Es gibt Maßnahmen, mit denen die Sozialdemokratie in den vergangenen Jahren versucht hat, richtige Weichen zu stellen. Als Beispiel würde ich den Ausbau der Kinderbetreuung sehen. Hier werden Teilhabechancen verbessert, die es Eltern ermöglichen, aktiver am Erwerbsleben teilzunehmen. Gleichzeitig ist die Kinderbetreuung nicht von gewinnorientierten Unternehmen organisiert, die versuchen, möglichst viel Rendite damit zu erwirtschaften. Auch die Mindestlohnerhöhung auf zwölf Euro war ein wichtiger Schritt, um mehr Teilhabe zu erzielen. Hier hat sich gezeigt, dass der Markt eben nicht alles regelt, weshalb der Gesetzgeber eingreifen musste. Ideal funktioniert das derzeit allerdings nirgends, es gibt Verbesserungspotenzial. Der Staat hat in den vergangenen Jahrzehnten eine Menge an Handlungskapazitäten verloren. Das fängt in den Verwaltungen an. Ein Staat, der, um Wohlstand zu verbessern, in die Wirtschaft eingreifen will, muss auch handwerklich handlungsfähig sein, im Sinne einer effizient funktionierenden Verwaltung.

Wie muss sich die Rolle des Staates ändern?

Wir haben Erfahrung mit staatlichen Aktivitäten und eine Tradition, dass der Staat bestimmte Dinge gut machen kann. Als die Deutsche Bundesbahn nach der Wiedervereinigung das gesamte Schienennetz in den neuen Bundesländern ausgebaut hat, war sie noch reiner Staatsbetrieb. Damit hatte sie eine andere Organisationsform, die sich erst mit der Vorbereitung auf die Privatisierung verändert hat. Meiner Wahrnehmung nach hat das besser funktioniert als heute. Es hieß damals „pünktlich wie die Eisenbahn“ und auch die deutsche Verwaltung galt mal als zügig und effizient. Der Staat muss in den wichtigen Bereichen der Daseinsvorsoge wieder eine größere Rolle spielen und eine stärkere Verantwortung übernehmen.

Welche Bereiche der Daseinsvorsoge zählen dazu?

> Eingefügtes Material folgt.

//! Static fragment pools and the content filter.

use rand::Rng;

use super::fragments::FragmentKind;

/// Abstract nouns that make a prompt hard to draw.
pub const BANNED_WORDS: [&str; 7] = [
    "echo", "emotion", "thought", "concept", "idea", "soul", "memory",
];

/// Single, concrete characters.
pub const CHARACTERS: [&str; 50] = [
    "solitary astronaut",
    "cyborg geologist",
    "child in a paper crown",
    "elderly apothecary",
    "retired pirate",
    "urban explorer",
    "novice witch",
    "robot gardener",
    "eccentric inventor",
    "time-traveling librarian",
    "time-traveling archaeologist",
    "robotic beekeeper",
    "octopus magician",
    "alien cartographer",
    "wandering monk",
    "vampire seamstress",
    "fossilized child",
    "mechanical knight",
    "desert nomad",
    "garden ghost",
    "mirror polisher",
    "storm chaser",
    "troll florist",
    "shadow puppeteer",
    "foggy hunter",
    "umbrella mechanic",
    "soap bubble scientist",
    "green goblin",
    "cloud shepherd",
    "neon beekeeper",
    "glowing oracle",
    "broom technician",
    "radioactive hermit",
    "tree whisperer",
    "robotic stargazer",
    "glowing child",
    "crystal warrior",
    "mossy traveler",
    "ice explorer",
    "fire dancer",
    "marble giant",
    "fog phantom",
    "neon child",
    "silver knight",
    "hollow-eyed priest",
    "owl-masked stranger",
    "desert oracle",
    "swamp goblin",
    "mirror twin",
    "ink-covered hunter",
];

/// Concrete, visible actions.
pub const ACTIONS: [&str; 50] = [
    "planting luminous seeds",
    "adjusting sails",
    "repairing a torn flag",
    "mapping uncharted islands",
    "mixing potions",
    "photographing ruins",
    "deciphering ancient runes",
    "skipping stones",
    "tending mechanical bees",
    "creating a mural",
    "brewing tea",
    "carving ice sculptures",
    "testing a jetpack",
    "performing tricks",
    "building a strange contraption",
    "scanning alien fossils",
    "conducting lightning",
    "chasing glowing insects",
    "harnessing moonlight",
    "casting shadows on a wall",
    "examining a glowing crystal",
    "watering upside-down plants",
    "painting with lasers",
    "sifting through stardust",
    "programming a robot",
    "translating runes",
    "calibrating instruments",
    "folding enchanted paper",
    "measuring echoes",
    "building a bridge of vines",
    "collecting floating stones",
    "sculpting light",
    "repairing torn maps",
    "etching symbols into stone",
    "testing anti-gravity boots",
    "tuning a musical windmill",
    "juggling glowing orbs",
    "unpacking strange cargo",
    "casting bubbles into the air",
    "feeding robotic birds",
    "balancing on a tightrope",
    "throwing fire petals",
    "spinning gold thread",
    "lighting ceremonial candles",
    "assembling a puzzle sphere",
    "polishing a glowing amulet",
    "illuminating constellations",
    "welding magical armor",
    "catching lightning in jars",
    "whistling to summon wind",
];

/// Vivid locations, each starting with a preposition.
pub const LOCATIONS: [&str; 50] = [
    "in a candle-lit laboratory",
    "on a desert ghost ship",
    "in a cyberpunk alleyway",
    "in a sunken temple",
    "in a lush greenhouse",
    "on a foggy mountain peak",
    "at the rim of a glowing crater",
    "in a floating garden",
    "in an abandoned amusement park",
    "in a futuristic greenhouse",
    "on the surface of Mars",
    "on a glass bridge at dawn",
    "in a neon jungle",
    "on the roof of a Victorian mansion",
    "in a crystal cave",
    "on the side of a rusted space shuttle",
    "in a forest glade",
    "in the ruins of an ancient castle",
    "on the deck of an ancient galleon",
    "in a dreamlike desert",
    "in a bioluminescent swamp",
    "in a haunted train station",
    "in a vibrant underwater reef",
    "in a city suspended in air",
    "in an alien jungle",
    "in a steam-powered city",
    "in a glowing moonbase",
    "in a snow-covered plaza",
    "in a volcanic observatory",
    "inside a giant clock",
    "in a glowing coral forest",
    "in a cave of frozen time",
    "in a marketplace at twilight",
    "in a mountaintop observatory",
    "in a field of glass flowers",
    "in a dome beneath the sea",
    "in a crater under a purple sky",
    "in a mirrored canyon",
    "on a river of stars",
    "behind a hidden waterfall",
    "in a shipwreck lit by fireflies",
    "in an ancient sculpture garden",
    "in a stilted bamboo village",
    "on a monorail high above clouds",
    "in a bioluminescent cave",
    "in a marketplace built into cliffs",
    "in a toxic jungle lit by sparks",
    "in a hanging stone monastery",
    "in a twisted metal scrapyard",
    "among floating rocks in a valley",
];

/// Pool backing a fragment kind.
#[must_use]
pub const fn pool(kind: FragmentKind) -> &'static [&'static str] {
    match kind {
        FragmentKind::Character => &CHARACTERS,
        FragmentKind::Action => &ACTIONS,
        FragmentKind::Location => &LOCATIONS,
    }
}

/// Draw one fragment uniformly at random.
pub fn sample<R: Rng>(kind: FragmentKind, rng: &mut R) -> &'static str {
    let pool = pool(kind);
    pool[rng.gen_range(0..pool.len())]
}

/// True if the text mentions a banned abstract noun (case-insensitive substring).
#[must_use]
pub fn is_too_abstract(text: &str) -> bool {
    let lowered = text.to_lowercase();
    BANNED_WORDS.iter().any(|word| lowered.contains(word))
}

/// Normalize a prompt for duplicate detection (trim, lowercase, collapse whitespace).
#[must_use]
pub fn normalize(text: &str) -> String {
    let mut normalized = String::with_capacity(text.len());
    let mut prev_space = false;

    for ch in text.trim().chars() {
        if ch.is_whitespace() {
            if !prev_space {
                normalized.push(' ');
                prev_space = true;
            }
        } else {
            for lower in ch.to_lowercase() {
                normalized.push(lower);
            }
            prev_space = false;
        }
    }

    normalized
}

#[cfg(test)]
mod tests {
    use std::collections::HashSet;

    use super::*;

    #[test]
    fn test_normalize_collapses_and_lowercases() {
        assert_eq!(
            normalize("A  Fox  is   Jumping."),
            normalize("a fox is jumping.")
        );
        assert_eq!(normalize("  A\tFox\n is  "), "a fox is");
    }

    #[test]
    fn test_abstract_filter() {
        assert!(is_too_abstract("A monk is guarding a MEMORY in a temple."));
        assert!(is_too_abstract("A storm chaser is measuring echoes in a crystal cave."));
        assert!(!is_too_abstract("A retired pirate is brewing tea in a sunken temple."));
    }

    #[test]
    fn test_pools_are_non_empty_and_disjoint() {
        let characters: HashSet<_> = CHARACTERS.iter().collect();
        let actions: HashSet<_> = ACTIONS.iter().collect();
        let locations: HashSet<_> = LOCATIONS.iter().collect();

        assert_eq!(characters.len(), CHARACTERS.len());
        assert_eq!(actions.len(), ACTIONS.len());
        assert_eq!(locations.len(), LOCATIONS.len());
        assert!(characters.is_disjoint(&actions));
        assert!(characters.is_disjoint(&locations));
        assert!(actions.is_disjoint(&locations));
    }

    #[test]
    fn test_sample_draws_from_matching_pool() {
        let mut rng = rand::thread_rng();
        for kind in FragmentKind::ALL {
            for _ in 0..20 {
                assert!(pool(kind).contains(&sample(kind, &mut rng)));
            }
        }
    }
}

Aktuell haben wir einen massiven Wohnungsmangel in deutschen Ballungsgebieten. Durch die Zinserhöhung der Europäischen Zentralbank wird in den kommenden Jahren aber weniger gebaut. Hier wäre eine stärkere Rolle des öffentlichen Wohnungsbaus wichtig. Aber auch in kommunaler Infrastruktur, in Kinderbetreuung und Schulen muss einfach mehr investiert werden. Für die Energiewende brauchen wir einen massiven Ausbau des Fernwärmenetzes in den Städten. Das kann man nicht dem Privatsektor überlassen, das sollte in den Händen von Stadtwerken oder öffentlichen Unternehmen liegen.

Müsste der Staat deutlich mehr ­investieren als bisher?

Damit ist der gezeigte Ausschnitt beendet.